(Stored data)
--
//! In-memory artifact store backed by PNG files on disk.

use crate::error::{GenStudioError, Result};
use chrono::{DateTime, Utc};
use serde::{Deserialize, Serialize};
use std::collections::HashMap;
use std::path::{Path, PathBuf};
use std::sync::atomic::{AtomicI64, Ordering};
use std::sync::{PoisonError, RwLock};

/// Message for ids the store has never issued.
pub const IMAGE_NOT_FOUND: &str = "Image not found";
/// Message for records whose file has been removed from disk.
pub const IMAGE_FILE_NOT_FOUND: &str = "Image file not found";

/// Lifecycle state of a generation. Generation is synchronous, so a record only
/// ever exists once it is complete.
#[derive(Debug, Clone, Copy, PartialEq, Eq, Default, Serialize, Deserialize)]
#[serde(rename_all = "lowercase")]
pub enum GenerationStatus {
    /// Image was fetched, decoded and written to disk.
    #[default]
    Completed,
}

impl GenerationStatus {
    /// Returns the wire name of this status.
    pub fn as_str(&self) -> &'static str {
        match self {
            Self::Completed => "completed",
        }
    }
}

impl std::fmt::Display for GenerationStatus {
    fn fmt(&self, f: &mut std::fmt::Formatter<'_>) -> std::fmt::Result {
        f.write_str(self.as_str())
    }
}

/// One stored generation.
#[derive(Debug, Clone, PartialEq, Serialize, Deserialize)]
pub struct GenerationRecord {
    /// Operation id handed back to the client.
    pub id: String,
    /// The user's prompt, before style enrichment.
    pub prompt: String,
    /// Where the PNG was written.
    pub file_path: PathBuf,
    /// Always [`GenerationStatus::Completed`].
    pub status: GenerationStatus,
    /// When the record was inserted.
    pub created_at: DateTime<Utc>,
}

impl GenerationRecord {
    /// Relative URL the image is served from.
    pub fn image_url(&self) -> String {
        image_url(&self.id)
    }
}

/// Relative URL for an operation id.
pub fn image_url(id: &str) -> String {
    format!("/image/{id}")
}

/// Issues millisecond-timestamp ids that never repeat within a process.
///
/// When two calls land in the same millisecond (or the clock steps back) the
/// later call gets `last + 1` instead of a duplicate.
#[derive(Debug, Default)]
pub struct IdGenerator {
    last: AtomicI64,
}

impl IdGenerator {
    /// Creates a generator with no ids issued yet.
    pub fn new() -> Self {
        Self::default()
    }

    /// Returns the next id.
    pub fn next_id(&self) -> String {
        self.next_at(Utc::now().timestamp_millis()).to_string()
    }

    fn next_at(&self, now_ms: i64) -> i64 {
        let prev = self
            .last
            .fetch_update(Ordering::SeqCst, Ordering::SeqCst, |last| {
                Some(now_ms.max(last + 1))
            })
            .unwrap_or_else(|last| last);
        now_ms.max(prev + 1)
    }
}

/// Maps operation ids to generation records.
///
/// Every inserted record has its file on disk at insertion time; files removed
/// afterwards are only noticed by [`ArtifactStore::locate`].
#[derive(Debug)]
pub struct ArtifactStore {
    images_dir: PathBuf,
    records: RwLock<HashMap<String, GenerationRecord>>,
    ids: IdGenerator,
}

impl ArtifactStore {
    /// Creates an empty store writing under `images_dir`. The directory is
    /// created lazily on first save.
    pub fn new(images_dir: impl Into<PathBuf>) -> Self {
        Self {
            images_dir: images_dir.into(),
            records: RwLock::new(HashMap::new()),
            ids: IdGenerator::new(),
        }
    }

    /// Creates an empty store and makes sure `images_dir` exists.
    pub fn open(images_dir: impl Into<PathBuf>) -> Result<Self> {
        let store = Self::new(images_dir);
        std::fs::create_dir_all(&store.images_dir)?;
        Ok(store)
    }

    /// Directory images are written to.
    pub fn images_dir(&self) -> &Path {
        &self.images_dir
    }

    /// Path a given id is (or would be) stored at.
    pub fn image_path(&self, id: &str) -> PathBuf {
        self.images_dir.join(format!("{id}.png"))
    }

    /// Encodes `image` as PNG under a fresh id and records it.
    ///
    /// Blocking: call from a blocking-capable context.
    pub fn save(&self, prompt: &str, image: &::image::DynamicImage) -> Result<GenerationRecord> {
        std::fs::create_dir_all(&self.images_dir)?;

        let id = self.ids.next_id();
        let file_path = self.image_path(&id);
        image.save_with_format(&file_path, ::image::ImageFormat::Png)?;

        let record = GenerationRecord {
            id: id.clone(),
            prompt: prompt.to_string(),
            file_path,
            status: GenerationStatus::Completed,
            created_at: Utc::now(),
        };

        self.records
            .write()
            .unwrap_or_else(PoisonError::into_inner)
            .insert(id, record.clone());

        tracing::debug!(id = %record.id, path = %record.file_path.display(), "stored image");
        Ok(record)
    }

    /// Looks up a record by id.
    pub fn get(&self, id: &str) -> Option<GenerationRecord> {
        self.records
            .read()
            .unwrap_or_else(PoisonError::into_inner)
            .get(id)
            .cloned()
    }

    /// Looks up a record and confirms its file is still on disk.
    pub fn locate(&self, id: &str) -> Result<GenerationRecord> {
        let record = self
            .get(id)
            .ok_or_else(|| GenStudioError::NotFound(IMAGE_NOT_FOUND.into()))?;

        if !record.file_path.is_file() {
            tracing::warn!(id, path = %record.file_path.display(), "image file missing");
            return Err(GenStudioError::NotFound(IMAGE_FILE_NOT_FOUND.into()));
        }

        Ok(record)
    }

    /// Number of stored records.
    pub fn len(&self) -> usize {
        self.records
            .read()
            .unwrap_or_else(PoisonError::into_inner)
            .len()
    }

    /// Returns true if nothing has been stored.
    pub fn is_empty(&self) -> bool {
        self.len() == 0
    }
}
--
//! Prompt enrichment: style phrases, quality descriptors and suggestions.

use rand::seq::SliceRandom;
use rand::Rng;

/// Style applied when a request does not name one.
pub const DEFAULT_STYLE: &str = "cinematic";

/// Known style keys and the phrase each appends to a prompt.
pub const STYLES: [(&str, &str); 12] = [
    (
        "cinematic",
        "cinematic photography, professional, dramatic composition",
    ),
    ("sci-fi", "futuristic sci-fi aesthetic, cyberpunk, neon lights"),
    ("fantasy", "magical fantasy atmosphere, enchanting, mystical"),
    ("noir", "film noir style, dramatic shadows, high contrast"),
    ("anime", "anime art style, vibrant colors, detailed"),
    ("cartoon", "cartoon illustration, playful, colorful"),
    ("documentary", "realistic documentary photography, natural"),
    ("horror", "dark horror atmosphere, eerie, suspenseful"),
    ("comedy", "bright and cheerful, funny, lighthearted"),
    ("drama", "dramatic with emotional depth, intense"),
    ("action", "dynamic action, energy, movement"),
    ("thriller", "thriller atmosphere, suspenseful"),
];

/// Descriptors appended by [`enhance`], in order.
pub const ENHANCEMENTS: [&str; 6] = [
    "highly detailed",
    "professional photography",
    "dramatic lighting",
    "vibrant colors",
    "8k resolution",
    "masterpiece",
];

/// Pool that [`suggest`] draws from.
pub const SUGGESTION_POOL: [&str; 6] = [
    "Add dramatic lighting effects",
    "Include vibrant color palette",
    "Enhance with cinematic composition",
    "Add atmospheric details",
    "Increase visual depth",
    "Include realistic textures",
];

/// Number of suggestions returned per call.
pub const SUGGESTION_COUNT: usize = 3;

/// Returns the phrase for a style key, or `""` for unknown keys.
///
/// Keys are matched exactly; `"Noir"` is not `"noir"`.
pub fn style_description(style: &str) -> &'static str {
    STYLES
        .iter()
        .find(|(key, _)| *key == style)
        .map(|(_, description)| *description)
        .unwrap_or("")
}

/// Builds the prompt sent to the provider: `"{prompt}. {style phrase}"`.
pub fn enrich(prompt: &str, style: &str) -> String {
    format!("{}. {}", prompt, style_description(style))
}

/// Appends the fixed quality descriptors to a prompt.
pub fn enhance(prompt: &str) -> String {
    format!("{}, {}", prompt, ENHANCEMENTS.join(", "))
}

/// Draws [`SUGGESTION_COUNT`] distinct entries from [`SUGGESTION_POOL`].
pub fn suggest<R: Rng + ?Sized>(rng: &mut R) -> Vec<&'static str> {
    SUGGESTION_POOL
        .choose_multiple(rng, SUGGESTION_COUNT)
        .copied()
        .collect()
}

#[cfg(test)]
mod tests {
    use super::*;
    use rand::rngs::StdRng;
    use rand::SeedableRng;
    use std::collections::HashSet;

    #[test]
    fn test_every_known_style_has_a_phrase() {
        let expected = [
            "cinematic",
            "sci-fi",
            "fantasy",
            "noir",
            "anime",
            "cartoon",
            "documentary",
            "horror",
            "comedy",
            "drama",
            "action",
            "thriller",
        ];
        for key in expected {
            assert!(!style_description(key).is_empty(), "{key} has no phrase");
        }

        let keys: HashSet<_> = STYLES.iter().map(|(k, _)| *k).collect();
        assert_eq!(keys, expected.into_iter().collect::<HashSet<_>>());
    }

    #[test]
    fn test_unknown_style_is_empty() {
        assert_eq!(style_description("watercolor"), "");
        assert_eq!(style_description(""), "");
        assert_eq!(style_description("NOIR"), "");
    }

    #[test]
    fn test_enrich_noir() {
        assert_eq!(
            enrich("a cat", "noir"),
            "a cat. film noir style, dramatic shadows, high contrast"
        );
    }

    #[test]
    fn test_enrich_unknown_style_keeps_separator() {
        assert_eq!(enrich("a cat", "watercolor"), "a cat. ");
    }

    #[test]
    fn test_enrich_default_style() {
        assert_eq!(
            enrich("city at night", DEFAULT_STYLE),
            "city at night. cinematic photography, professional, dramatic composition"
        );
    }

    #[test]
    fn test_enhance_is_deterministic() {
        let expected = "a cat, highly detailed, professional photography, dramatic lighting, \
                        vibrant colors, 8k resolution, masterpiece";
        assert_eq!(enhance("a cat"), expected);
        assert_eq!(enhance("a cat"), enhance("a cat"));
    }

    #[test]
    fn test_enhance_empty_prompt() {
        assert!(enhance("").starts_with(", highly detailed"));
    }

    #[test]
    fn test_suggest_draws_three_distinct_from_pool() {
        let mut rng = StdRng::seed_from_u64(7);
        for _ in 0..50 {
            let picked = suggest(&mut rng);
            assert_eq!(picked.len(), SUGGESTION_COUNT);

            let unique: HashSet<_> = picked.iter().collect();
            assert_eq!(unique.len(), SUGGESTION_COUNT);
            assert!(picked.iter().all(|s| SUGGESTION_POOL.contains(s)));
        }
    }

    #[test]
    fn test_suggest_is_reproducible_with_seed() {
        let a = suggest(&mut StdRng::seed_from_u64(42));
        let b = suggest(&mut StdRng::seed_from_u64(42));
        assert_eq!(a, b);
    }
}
--
## Problem details
Your answer must consist solely of the lines above between the line holding "files on disk." and the line holding "impl std::fmt::Display for", inclusive, copied exactly.

## Output of the exercise
//! In-memory artifact store backed by PNG files on disk.

use crate::error::{GenStudioError, Result};
use chrono::{DateTime, Utc};
use serde::{Deserialize, Serialize};
use std::collections::HashMap;
use std::path::{Path, PathBuf};
use std::sync::atomic::{AtomicI64, Ordering};
use std::sync::{PoisonError, RwLock};

/// Message for ids the store has never issued.
pub const IMAGE_NOT_FOUND: &str = "Image not found";
/// Message for records whose file has been removed from disk.
pub const IMAGE_FILE_NOT_FOUND: &str = "Image file not found";

/// Lifecycle state of a generation. Generation is synchronous, so a record only
/// ever exists once it is complete.
#[derive(Debug, Clone, Copy, PartialEq, Eq, Default, Serialize, Deserialize)]
#[serde(rename_all = "lowercase")]
pub enum GenerationStatus {
    /// Image was fetched, decoded and written to disk.
    #[default]
    Completed,
}

impl GenerationStatus {
    /// Returns the wire name of this status.
    pub fn as_str(&self) -> &'static str {
        match self {
            Self::Completed => "completed",
        }
    }
}

impl std::fmt::Display for GenerationStatus {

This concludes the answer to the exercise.